On sharing the cost burden of health insurance:
I think what the employers have learned is if you don't have any skin in the game you probably aren't paying quite as much attention to how you're spending the dollars. (A worker who pays nothing out of their paycheck for health premiums) or has a very low deductible and really not reaching into your pocket very often (begins) to be desensitized to the cost of care and the shopping that you kind of have to do today.
On what's driving the cost of coverage:
Some of the historic drivers would be the way we pay for services. It's a fee-for-service illness model instead of a preventive wellness model. Every (medical) code comes with a cost.
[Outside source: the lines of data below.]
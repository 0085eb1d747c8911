//! Outcome bands of a simulated verification

use serde::{Deserialize, Serialize};

/// Draws below this value produce an exact match
pub const EXACT_MATCH_UPPER: f64 = 0.80;

/// Draws below this value (and at or above [`EXACT_MATCH_UPPER`]) produce a partial mismatch
pub const PARTIAL_MISMATCH_UPPER: f64 = 0.90;

/// Category of a simulated verification outcome
#[derive(Debug, Clone, Copy, PartialEq, Eq, Hash, Serialize, Deserialize)]
#[serde(rename_all = "snake_case")]
pub enum OutcomeBand {
    /// Record returned unchanged
    ExactMatch,
    /// Cosmetic differences in last name and address
    PartialMismatch,
    /// A different person
    FullMismatch,
}

impl OutcomeBand {
    /// Select the band for a uniform draw
    ///
    /// Bands are closed on the low end. Anything not below
    /// [`PARTIAL_MISMATCH_UPPER`] (including NaN) is a full mismatch.
    pub fn from_draw(draw: f64) -> Self {
        if draw < EXACT_MATCH_UPPER {
            Self::ExactMatch
        } else if draw < PARTIAL_MISMATCH_UPPER {
            Self::PartialMismatch
        } else {
            Self::FullMismatch
        }
    }

    pub fn as_str(&self) -> &'static str {
        match self {
            Self::ExactMatch => "exact_match",
            Self::PartialMismatch => "partial_mismatch",
            Self::FullMismatch => "full_mismatch",
        }
    }
}

impl std::fmt::Display for OutcomeBand {
    fn fmt(&self, f: &mut std::fmt::Formatter<'_>) -> std::fmt::Result {
        write!(f, "{}", self.as_str())
    }
}

#[cfg(test)]
mod tests {
    use super::*;

    #[test]
    fn test_exact_match_band() {
        assert_eq!(OutcomeBand::from_draw(0.0), OutcomeBand::ExactMatch);
        assert_eq!(OutcomeBand::from_draw(0.1), OutcomeBand::ExactMatch);
        assert_eq!(OutcomeBand::from_draw(0.5), OutcomeBand::ExactMatch);
        assert_eq!(OutcomeBand::from_draw(0.799_999), OutcomeBand::ExactMatch);
    }

    #[test]
    fn test_partial_mismatch_band() {
        assert_eq!(OutcomeBand::from_draw(0.80), OutcomeBand::PartialMismatch);
        assert_eq!(OutcomeBand::from_draw(0.85), OutcomeBand::PartialMismatch);
        assert_eq!(OutcomeBand::from_draw(0.899_999), OutcomeBand::PartialMismatch);
    }

    #[test]
    fn test_full_mismatch_band() {
        assert_eq!(OutcomeBand::from_draw(0.90), OutcomeBand::FullMismatch);
        assert_eq!(OutcomeBand::from_draw(0.95), OutcomeBand::FullMismatch);
        assert_eq!(OutcomeBand::from_draw(0.999_999), OutcomeBand::FullMismatch);
        assert_eq!(OutcomeBand::from_draw(f64::NAN), OutcomeBand::FullMismatch);
    }

    #[test]
    fn test_band_display() {
        assert_eq!(OutcomeBand::ExactMatch.to_string(), "exact_match");
        assert_eq!(
            serde_json::to_string(&OutcomeBand::PartialMismatch).unwrap(),
            "\"partial_mismatch\""
        );
    }
}
use tracing_subscriber::{
    EnvFilter,
    fmt::{self, format::FmtSpan},
    layer::SubscriberExt,
    util::SubscriberInitExt,
};

use crate::config::LogFormat;

pub struct LoggingConfig {
    pub level: String,
    pub format: LogFormat,
}

impl From<&crate::config::LoggingConfig> for LoggingConfig {
    fn from(config: &crate::config::LoggingConfig) -> Self {
        Self {
            level: config.level.clone(),
            format: config.format.clone(),
        }
    }
}

/// Install the global subscriber; `RUST_LOG` takes precedence over the configured level
pub fn init_logging(config: &LoggingConfig) {
    let filter = EnvFilter::try_from_default_env()
        .unwrap_or_else(|_| EnvFilter::new(&config.level));

    match config.format {
        LogFormat::Json => {
            tracing_subscriber::registry()
                .with(filter)
                .with(fmt::layer().json().with_span_events(FmtSpan::CLOSE))
                .init();
        }
        LogFormat::Pretty => {
            tracing_subscriber::registry()
                .with(filter)
                .with(
                    fmt::layer()
                        .pretty()
                        .with_target(true)
                        .with_span_events(FmtSpan::CLOSE),
                )
                .init();
        }
    }

    tracing::info!(
        level = %config.level,
        format = ?config.format,
        "Logging initialized"
    );
}
//! Bank statement endpoints

use axum::{
    Json,
    extract::{Multipart, State, multipart::MultipartRejection},
};
use tracing::{debug, info, warn};

use crate::api::state::AppState;
use crate::api::types::{ApiError, BankStatementQuery, Query};
use crate::domain::DomainError;
use crate::domain::customer::CustomerRecord;
use crate::domain::ingestion::RequestDocument;

/// Multipart part carrying the statement
pub const FILE_FIELD: &str = "file";

const OCTET_STREAM: &str = "application/octet-stream";

/// POST /verify/bank-statement
/// Extract the customer record from an uploaded JSON or PDF statement
pub async fn verify_bank_statement(
    State(state): State<AppState>,
    multipart: Result<Multipart, MultipartRejection>,
) -> Result<Json<CustomerRecord>, ApiError> {
    let mut multipart = multipart.map_err(|e| {
        warn!(error = %e, "Statement upload is not a multipart form");
        ApiError::rejected()
    })?;

    let document = read_statement(&mut multipart, state.upload.infer_content_type_from_filename)
        .await
        .map_err(|e| {
            warn!(error = %e, "Statement upload rejected");
            ApiError::from(e)
        })?;

    let content_type = document.declared_content_type().to_string();
    let size = document.content.len();
    let ingestor = state.document_ingestor.clone();

    let result = tokio::task::spawn_blocking(move || ingestor.ingest_document(&document))
        .await
        .map_err(|e| DomainError::internal(format!("Ingestion task failed: {}", e)))?;

    match result {
        Ok(record) => {
            info!(
                content_type = %content_type,
                size,
                missing = ?record.missing_fields(),
                "Statement ingested"
            );
            Ok(Json(record))
        }
        Err(e) => {
            warn!(content_type = %content_type, size, error = %e, "Statement ingestion failed");
            Err(e.into())
        }
    }
}

/// POST|GET /bank-statement
/// Simulate a bank's answer to a customer lookup
pub async fn mock_bank_statement(
    State(state): State<AppState>,
    Query(query): Query<BankStatementQuery>,
) -> Json<CustomerRecord> {
    let generator = &state.bank_statement_generator;
    let variation =
        generator.generate_variation(&query.first_name, &query.last_name, &query.address);

    debug!(
        profile = %generator.profile().name,
        band = %variation.band,
        "Generated mock bank statement"
    );

    Json(variation.record)
}

/// Read the `file` part of the upload, ignoring any other parts
async fn read_statement(
    multipart: &mut Multipart,
    infer_content_type: bool,
) -> Result<RequestDocument, DomainError> {
    while let Some(field) = multipart
        .next_field()
        .await
        .map_err(|e| DomainError::validation(format!("Failed to read multipart field: {}", e)))?
    {
        if field.name() != Some(FILE_FIELD) {
            continue;
        }

        let filename = field.file_name().map(|s| s.to_string());
        let content_type = resolve_content_type(
            field.content_type(),
            filename.as_deref(),
            infer_content_type,
        );

        let content = field
            .bytes()
            .await
            .map_err(|e| DomainError::validation(format!("Failed to read file: {}", e)))?;

        let mut document = RequestDocument::new(content);
        if let Some(content_type) = content_type {
            document = document.with_content_type(content_type);
        }
        if let Some(filename) = filename {
            document = document.with_filename(filename);
        }

        return Ok(document);
    }

    Err(DomainError::validation(format!(
        "Missing '{}' part",
        FILE_FIELD
    )))
}

/// Declared content type, optionally guessed from the file name when the part
/// is untyped or declared as a generic binary stream
fn resolve_content_type(
    declared: Option<&str>,
    filename: Option<&str>,
    infer: bool,
) -> Option<String> {
    let untyped = declared.is_none_or(|ct| ct.trim().eq_ignore_ascii_case(OCTET_STREAM));

    if infer && untyped {
        if let Some(guess) = filename.and_then(|name| mime_guess::from_path(name).first()) {
            return Some(guess.essence_str().to_string());
        }
    }

    declared.map(|ct| ct.to_string())
}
The more codes you put in, the more cost you've got. There's a certain amount that's defensive medicine.
(Another) piece is you've got companies now that are shifting to the minimum essential benefits plans that are associated with the Affordable Care Act. A small group employer is not obligated to offer by law (but) they are moving into the minimum essential benefits that are covered under the new plans (offered) under Affordable Care Act. So that's going to raise the prices a bit.
On ACA exchange plans and small group employer-based plans:
If you think about being able to embrace in a plan the strategic partners that can provide a cost benefit to the employer and to the employee who has a cost share, that embraces some of those delivery models. Think about patient-centered medical homes and ACOs(accountable care organizations). If you've got organizations that are strategic partners that are working with you, you can translate that into a lower cost for an employer and you still have the benefit, but you may be able then to bend the cost curve a bit.
On health coverage cost increases outstripping income gains in the local economy:
It's not sustainable. I think a lot of it's about our pattern of utilization. First, it's about the lifestyles that we're leading. It's about what we've chosen to do. It's about using our health care dollars wisely and it comes back to the medical trends that we're going to have to pay more attention to. It's wonderful that we have new technologies. They make a big difference in diagnostics and other things. It's wonderful that we have new drugs that are changing our lives and curing us of things. But being able to start to bend some of those trends is very important because it's not sustainable at the current rate.